TASK GOAL: A verbatim transcript of the lines below, starting at the first and ending with the one that holds "per operation through", is what should be produced.

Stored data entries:
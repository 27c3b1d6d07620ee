//! Backend abstraction for device memory operations.
//!
//! A [`Backend`] owns allocation, deallocation and raw copies for one
//! device family. Tensors resolve their backend once per operation through
//! [`backend_for`]; device kinds with no compiled backend fail the lookup
//! instead of failing deep inside a kernel.

use std::alloc::{self, Layout};

use crate::{
    device::{Device, DeviceKind},
    error::TensorError,
};

/// Memory operations for one device family.
///
/// # Thread Safety
///
/// Implementations must be `Send + Sync`; the registry hands out shared
/// references across threads.
pub trait Backend: Send + Sync + 'static {
    /// Returns the device kind this backend serves.
    fn kind(&self) -> DeviceKind;

    /// Allocates an uninitialized buffer on the device.
    ///
    /// The layout must have a non-zero size; zero-sized tensors never
    /// reach the backend.
    ///
    /// # Errors
    ///
    /// Returns an error if the device is out of memory.
    fn alloc(&self, layout: Layout) -> Result<*mut u8, TensorError>;

    /// Allocates a zero-filled buffer on the device.
    ///
    /// # Errors
    ///
    /// Returns an error if the device is out of memory.
    fn alloc_zeroed(&self, layout: Layout) -> Result<*mut u8, TensorError>;

    /// Deallocates a buffer previously allocated by this backend.
    ///
    /// # Safety
    ///
    /// The caller must ensure that:
    /// - `ptr` was allocated by this backend
    /// - `ptr` is not used after deallocation
    /// - `layout` matches the original allocation
    unsafe fn dealloc(&self, ptr: *mut u8, layout: Layout);

    /// Copies `len` bytes from `src` into a buffer owned by this backend.
    ///
    /// `src_device` names the device holding `src`, so an accelerator
    /// backend can pick the right transfer direction.
    ///
    /// # Errors
    ///
    /// Returns an error if this backend cannot read from `src_device`.
    ///
    /// # Safety
    ///
    /// The caller must ensure that:
    /// - `src` is valid for reads of `len` bytes
    /// - `dst` is valid for writes of `len` bytes
    /// - the regions do not overlap
    unsafe fn copy(
        &self,
        src: *const u8,
        dst: *mut u8,
        len: usize,
        src_device: &Device,
    ) -> Result<(), TensorError>;

    /// Waits for pending device operations to complete.
    ///
    /// Host operations are synchronous, so the default is a no-op.
    ///
    /// # Errors
    ///
    /// Returns an error if synchronization fails.
    fn synchronize(&self) -> Result<(), TensorError> {
        Ok(())
    }
}

/// Host backend over the system allocator.
#[derive(Clone, Default)]
pub struct CpuBackend;

impl Backend for CpuBackend {
    fn kind(&self) -> DeviceKind {
        DeviceKind::Cpu
    }

    fn alloc(&self, layout: Layout) -> Result<*mut u8, TensorError> {
        // SAFETY: callers guarantee a non-zero layout size.
        let ptr = unsafe { alloc::alloc(layout) };
        if ptr.is_null() {
            return Err(TensorError::AllocationFailed {
                bytes: layout.size(),
            });
        }
        Ok(ptr)
    }

    fn alloc_zeroed(&self, layout: Layout) -> Result<*mut u8, TensorError> {
        // SAFETY: callers guarantee a non-zero layout size.
        let ptr = unsafe { alloc::alloc_zeroed(layout) };
        if ptr.is_null() {
            return Err(TensorError::AllocationFailed {
                bytes: layout.size(),
            });
        }
        Ok(ptr)
    }

    unsafe fn dealloc(&self, ptr: *mut u8, layout: Layout) {
        if !ptr.is_null() {
            alloc::dealloc(ptr, layout);
        }
    }

    unsafe fn copy(
        &self,
        src: *const u8,
        dst: *mut u8,
        len: usize,
        src_device: &Device,
    ) -> Result<(), TensorError> {
        if !src_device.is_cpu() {
            return Err(TensorError::UnsupportedDevice(*src_device));
        }
        std::ptr::copy_nonoverlapping(src, dst, len);
        Ok(())
    }
}

static HOST: CpuBackend = CpuBackend;

/// Resolves the backend serving the given device.
///
/// Every `cpu:N` index maps to the single host backend. Accelerator kinds
/// have no backend compiled in and fail the lookup.
///
/// # Errors
///
/// Returns [`TensorError::UnsupportedDevice`] if no backend serves the
/// device kind.
pub fn backend_for(device: &Device) -> Result<&'static dyn Backend, TensorError> {
    match device.kind() {
        DeviceKind::Cpu => Ok(&HOST),
        DeviceKind::Cuda => Err(TensorError::UnsupportedDevice(*device)),
    }
}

ANSWER TO THIS PROBLEM:
repository 27c3b1d6d07620ee
//! Backend abstraction for device memory operations.
//!
//! A [`Backend`] owns allocation, deallocation and raw copies for one
//! device family. Tensors resolve their backend once per operation through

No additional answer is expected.